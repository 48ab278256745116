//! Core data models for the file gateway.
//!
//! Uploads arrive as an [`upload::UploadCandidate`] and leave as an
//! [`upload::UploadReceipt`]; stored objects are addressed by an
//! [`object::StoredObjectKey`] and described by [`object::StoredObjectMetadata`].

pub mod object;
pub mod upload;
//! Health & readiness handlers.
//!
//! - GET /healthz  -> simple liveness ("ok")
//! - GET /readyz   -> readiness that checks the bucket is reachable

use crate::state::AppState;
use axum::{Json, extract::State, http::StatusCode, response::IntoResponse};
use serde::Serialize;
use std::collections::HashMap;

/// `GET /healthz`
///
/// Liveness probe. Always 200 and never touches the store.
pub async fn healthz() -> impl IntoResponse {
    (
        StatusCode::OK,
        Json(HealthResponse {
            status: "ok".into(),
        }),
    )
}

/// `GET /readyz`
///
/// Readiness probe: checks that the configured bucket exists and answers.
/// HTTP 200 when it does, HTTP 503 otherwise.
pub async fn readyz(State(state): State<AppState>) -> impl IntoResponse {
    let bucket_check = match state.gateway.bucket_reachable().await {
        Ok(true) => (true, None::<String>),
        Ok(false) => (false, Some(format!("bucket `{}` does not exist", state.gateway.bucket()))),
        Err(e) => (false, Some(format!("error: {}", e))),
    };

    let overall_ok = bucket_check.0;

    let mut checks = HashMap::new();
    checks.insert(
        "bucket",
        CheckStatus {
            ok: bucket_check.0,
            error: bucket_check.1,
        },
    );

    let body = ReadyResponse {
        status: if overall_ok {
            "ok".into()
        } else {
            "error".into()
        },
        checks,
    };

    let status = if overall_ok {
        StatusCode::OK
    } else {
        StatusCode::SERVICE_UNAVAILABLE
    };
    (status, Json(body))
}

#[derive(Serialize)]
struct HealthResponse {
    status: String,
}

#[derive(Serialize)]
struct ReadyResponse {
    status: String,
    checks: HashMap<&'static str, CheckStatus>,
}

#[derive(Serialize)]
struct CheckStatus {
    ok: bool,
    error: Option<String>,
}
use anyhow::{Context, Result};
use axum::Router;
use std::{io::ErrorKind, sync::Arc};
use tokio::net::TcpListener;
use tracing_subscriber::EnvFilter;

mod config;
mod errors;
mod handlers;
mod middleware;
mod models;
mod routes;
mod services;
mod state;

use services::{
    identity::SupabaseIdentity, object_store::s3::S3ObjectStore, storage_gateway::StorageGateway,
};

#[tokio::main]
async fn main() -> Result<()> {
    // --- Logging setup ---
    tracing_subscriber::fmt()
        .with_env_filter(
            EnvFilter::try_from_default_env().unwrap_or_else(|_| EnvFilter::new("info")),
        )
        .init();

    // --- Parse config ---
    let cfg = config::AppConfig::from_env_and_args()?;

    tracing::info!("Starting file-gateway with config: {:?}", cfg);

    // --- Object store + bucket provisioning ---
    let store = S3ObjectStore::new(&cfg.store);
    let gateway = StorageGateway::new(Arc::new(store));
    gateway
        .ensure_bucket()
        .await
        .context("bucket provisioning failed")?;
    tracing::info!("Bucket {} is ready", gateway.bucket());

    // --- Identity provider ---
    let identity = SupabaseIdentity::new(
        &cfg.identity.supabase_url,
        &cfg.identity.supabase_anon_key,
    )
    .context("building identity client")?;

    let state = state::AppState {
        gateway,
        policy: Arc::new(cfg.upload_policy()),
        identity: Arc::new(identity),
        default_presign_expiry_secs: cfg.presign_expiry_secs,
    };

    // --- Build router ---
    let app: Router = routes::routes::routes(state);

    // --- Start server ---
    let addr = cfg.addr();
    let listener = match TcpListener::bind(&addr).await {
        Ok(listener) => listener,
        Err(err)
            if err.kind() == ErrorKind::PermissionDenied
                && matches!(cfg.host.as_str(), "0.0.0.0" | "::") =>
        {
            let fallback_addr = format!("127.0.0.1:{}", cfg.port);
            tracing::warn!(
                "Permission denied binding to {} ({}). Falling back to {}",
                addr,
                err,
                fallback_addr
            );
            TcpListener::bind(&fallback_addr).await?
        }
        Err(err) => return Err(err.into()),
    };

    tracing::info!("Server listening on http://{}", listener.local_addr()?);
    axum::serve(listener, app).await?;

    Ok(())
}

● **Work instruction**
Everything in the records must be returned exactly.

● **Completed exercise**
repository 48ab278256745116
//! Core data models for the file gateway.
//!
//! Uploads arrive as an [`upload::UploadCandidate`] and leave as an
//! [`upload::UploadReceipt`]; stored objects are addressed by an
//! [`object::StoredObjectKey`] and described by [`object::StoredObjectMetadata`].

pub mod object;
pub mod upload;
//! Health & readiness handlers.
//!
//! - GET /healthz  -> simple liveness ("ok")
//! - GET /readyz   -> readiness that checks the bucket is reachable

use crate::state::AppState;
use axum::{Json, extract::State, http::StatusCode, response::IntoResponse};
use serde::Serialize;
use std::collections::HashMap;

/// `GET /healthz`
///
/// Liveness probe. Always 200 and never touches the store.
pub async fn healthz() -> impl IntoResponse {
    (
        StatusCode::OK,
        Json(HealthResponse {
            status: "ok".into(),
        }),
    )
}

/// `GET /readyz`
///
/// Readiness probe: checks that the configured bucket exists and answers.
/// HTTP 200 when it does, HTTP 503 otherwise.
pub async fn readyz(State(state): State<AppState>) -> impl IntoResponse {
    let bucket_check = match state.gateway.bucket_reachable().await {
        Ok(true) => (true, None::<String>),
        Ok(false) => (false, Some(format!("bucket `{}` does not exist", state.gateway.bucket()))),
        Err(e) => (false, Some(format!("error: {}", e))),
    };

    let overall_ok = bucket_check.0;

    let mut checks = HashMap::new();
    checks.insert(
        "bucket",
        CheckStatus {
            ok: bucket_check.0,
            error: bucket_check.1,
        },
    );

    let body = ReadyResponse {
        status: if overall_ok {
            "ok".into()
        } else {
            "error".into()
        },
        checks,
    };

    let status = if overall_ok {
        StatusCode::OK
    } else {
        StatusCode::SERVICE_UNAVAILABLE
    };
    (status, Json(body))
}

#[derive(Serialize)]
struct HealthResponse {
    status: String,
}

#[derive(Serialize)]
struct ReadyResponse {
    status: String,
    checks: HashMap<&'static str, CheckStatus>,
}

#[derive(Serialize)]
struct CheckStatus {
    ok: bool,
    error: Option<String>,
}
use anyhow::{Context, Result};
use axum::Router;
use std::{io::ErrorKind, sync::Arc};
use tokio::net::TcpListener;
use tracing_subscriber::EnvFilter;

mod config;
mod errors;
mod handlers;
mod middleware;
mod models;
mod routes;
mod services;
mod state;

use services::{
    identity::SupabaseIdentity, object_store::s3::S3ObjectStore, storage_gateway::StorageGateway,
};

#[tokio::main]
async fn main() -> Result<()> {
    // --- Logging setup ---
    tracing_subscriber::fmt()
        .with_env_filter(
            EnvFilter::try_from_default_env().unwrap_or_else(|_| EnvFilter::new("info")),
        )
        .init();

    // --- Parse config ---
    let cfg = config::AppConfig::from_env_and_args()?;

    tracing::info!("Starting file-gateway with config: {:?}", cfg);

    // --- Object store + bucket provisioning ---
    let store = S3ObjectStore::new(&cfg.store);
    let gateway = StorageGateway::new(Arc::new(store));
    gateway
        .ensure_bucket()
        .await
        .context("bucket provisioning failed")?;
    tracing::info!("Bucket {} is ready", gateway.bucket());

    // --- Identity provider ---
    let identity = SupabaseIdentity::new(
        &cfg.identity.supabase_url,
        &cfg.identity.supabase_anon_key,
    )
    .context("building identity client")?;

    let state = state::AppState {
        gateway,
        policy: Arc::new(cfg.upload_policy()),
        identity: Arc::new(identity),
        default_presign_expiry_secs: cfg.presign_expiry_secs,
    };

    // --- Build router ---
    let app: Router = routes::routes::routes(state);

    // --- Start server ---
    let addr = cfg.addr();
    let listener = match TcpListener::bind(&addr).await {
        Ok(listener) => listener,
        Err(err)
            if err.kind() == ErrorKind::PermissionDenied
                && matches!(cfg.host.as_str(), "0.0.0.0" | "::") =>
        {
            let fallback_addr = format!("127.0.0.1:{}", cfg.port);
            tracing::warn!(
                "Permission denied binding to {} ({}). Falling back to {}",
                addr,
                err,
                fallback_addr
            );
            TcpListener::bind(&fallback_addr).await?
        }
        Err(err) => return Err(err.into()),
    };

    tracing::info!("Server listening on http://{}", listener.local_addr()?);
    axum::serve(listener, app).await?;

    Ok(())
}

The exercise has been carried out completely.